20jähriger als IBU-Verdächtiger festgenommen

Montag vorvergangener Woche erzählte mir ein Freund gegen 18:30 Uhr, er habe beim Vorbeiradeln in Bonn am Stiftsplatz maskierte Polizisten bei einer Razzia gesehen. Ich fuhr sofort hin, aber es war schon alles vorbei. Tags drauf stand es dann in der Zeitung: ein  junger Mann sei festgenommen worden. 20 Jahre alt, Afghane und Deutscher, in St. Augustin aufgewachsen, wohnte seit längerem in Offenbach. Er stand schon länger unter Beobachtung. Er war wohl auf dem Weg zu seinem Anwalt Carsten Rubarth gewesen.

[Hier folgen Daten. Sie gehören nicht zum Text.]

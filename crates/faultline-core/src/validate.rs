use chrono::{DateTime, Utc};
use url::Url;
use uuid::Uuid;

use crate::error::FieldIssue;
use crate::models::{Category, Environment, ErrorReport, RawErrorReport, Severity};

pub const MAX_MESSAGE_CHARS: usize = 1000;
pub const MAX_MODULE_CHARS: usize = 50;
pub const MAX_FUNCTION_CHARS: usize = 100;
pub const MAX_USER_AGENT_CHARS: usize = 500;
pub const MAX_STACK_CHARS: usize = 16_384;
pub const MAX_TAGS: usize = 10;

/// Check a raw submission against the report schema.
///
/// All violations are collected so the caller can fix them in one round trip.
pub fn validate_report(raw: RawErrorReport) -> Result<ErrorReport, Vec<FieldIssue>> {
    let mut issues = Vec::new();

    let message = required_text(&mut issues, "message", raw.message, MAX_MESSAGE_CHARS);
    let module = required_text(&mut issues, "module", raw.module, MAX_MODULE_CHARS);

    if let Some(stack) = &raw.stack {
        check_max_chars(&mut issues, "stack", stack, MAX_STACK_CHARS);
    }
    if let Some(user_agent) = &raw.user_agent {
        check_max_chars(&mut issues, "userAgent", user_agent, MAX_USER_AGENT_CHARS);
    }
    if let Some(function) = &raw.function {
        check_length(&mut issues, "function", function, 1, MAX_FUNCTION_CHARS);
    }
    if let Some(url) = &raw.url
        && Url::parse(url).is_err()
    {
        issues.push(FieldIssue::new("url", "must be an absolute URL"));
    }
    if let Some(user_id) = &raw.user_id
        && Uuid::parse_str(user_id).is_err()
    {
        issues.push(FieldIssue::new("userId", "must be a UUID"));
    }

    let environment = match raw.environment.as_deref() {
        None => None,
        Some(value) => {
            let parsed = Environment::parse(value);
            if parsed.is_none() {
                issues.push(FieldIssue::new(
                    "environment",
                    "must be one of development, test, production",
                ));
            }
            parsed
        }
    };
    let severity = match raw.severity.as_deref() {
        None => Severity::default(),
        Some(value) => Severity::parse(value).unwrap_or_else(|| {
            issues.push(FieldIssue::new(
                "severity",
                "must be one of low, medium, high, critical",
            ));
            Severity::default()
        }),
    };
    let category = match raw.category.as_deref() {
        None => Category::default(),
        Some(value) => Category::parse(value).unwrap_or_else(|| {
            issues.push(FieldIssue::new(
                "category",
                "must be one of frontend, backend, api, database, network, security, performance",
            ));
            Category::default()
        }),
    };

    let tags = raw.tags.unwrap_or_default();
    if tags.len() > MAX_TAGS {
        issues.push(FieldIssue::new(
            "tags",
            format!("must contain at most {MAX_TAGS} entries"),
        ));
    }

    let additional_data = match raw.additional_data {
        None | Some(serde_json::Value::Null) => serde_json::Map::new(),
        Some(serde_json::Value::Object(map)) => map,
        Some(_) => {
            issues.push(FieldIssue::new("additionalData", "must be a JSON object"));
            serde_json::Map::new()
        }
    };

    let timestamp = match raw.timestamp.as_deref() {
        None => None,
        Some(value) => match DateTime::parse_from_rfc3339(value) {
            Ok(parsed) => Some(parsed.with_timezone(&Utc)),
            Err(_) => {
                issues.push(FieldIssue::new(
                    "timestamp",
                    "must be an ISO-8601 date-time",
                ));
                None
            }
        },
    };

    if !issues.is_empty() {
        return Err(issues);
    }

    Ok(ErrorReport {
        message,
        error_code: raw.error_code,
        stack: raw.stack,
        url: raw.url,
        user_agent: raw.user_agent,
        user_id: raw.user_id,
        session_id: raw.session_id,
        module,
        function: raw.function,
        version: raw.version,
        environment,
        severity,
        category,
        tags,
        additional_data,
        fingerprint: raw.fingerprint.filter(|value| !value.is_empty()),
        timestamp,
        browser_info: raw.browser_info,
    })
}

fn required_text(
    issues: &mut Vec<FieldIssue>,
    field: &str,
    value: Option<String>,
    max_chars: usize,
) -> String {
    match value {
        Some(value) => {
            check_length(issues, field, &value, 1, max_chars);
            value
        }
        None => {
            issues.push(FieldIssue::new(field, "is required"));
            String::new()
        }
    }
}

fn check_length(issues: &mut Vec<FieldIssue>, field: &str, value: &str, min: usize, max: usize) {
    let chars = value.chars().count();
    if chars < min {
        issues.push(FieldIssue::new(field, "must not be empty"));
    } else if chars > max {
        issues.push(FieldIssue::new(
            field,
            format!("must be at most {max} characters"),
        ));
    }
}

fn check_max_chars(issues: &mut Vec<FieldIssue>, field: &str, value: &str, max: usize) {
    check_length(issues, field, value, 0, max);
}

Der Mann soll 20 Jahre alt sein. Vorgeworfen wird ihm laut Pressemitteilung des Generalbundesanwalts zur Zeit, dass er im Herbst 2010 etwa 800 Euro über einen Finanzdienstleister an die IBU nach Waziristan geschickt haben soll. Er soll sich seit Oktober 2011 Mitglied der IBU gewesen sein (nach § 129b Abs. 1 i.V.m. § 129a Abs. 1 Nr. 1, Abs. 5 StGB), der Organisation Rekruten vermittelt und Informationen über die politische Lage  in Deutschland für die Medienstelle der IBU, Jundullah beschafft haben. Außerdem soll er seit Oktober 2011 der “Statthalter” der Organisation in Deutschland gewesen sein, der Kontaktmann der Ch.- Brüder nach Deutschland,  und vorgehabt haben, in Kürze selbst nach Waziristan auszureisen, um sich der Organisation anzuschließen.

 

Der Festgenommene wurde am nächsten Tag nach Karlsruhe zum Ermittlungsrichter des Bundesgerichtshofes gebracht.  Sein Anwalt Rubarth sieht laut Express keine Fluchtgefahr, da die Behörden dem Mandanten schon vor einiger Zeit den Pass entzogen hätten.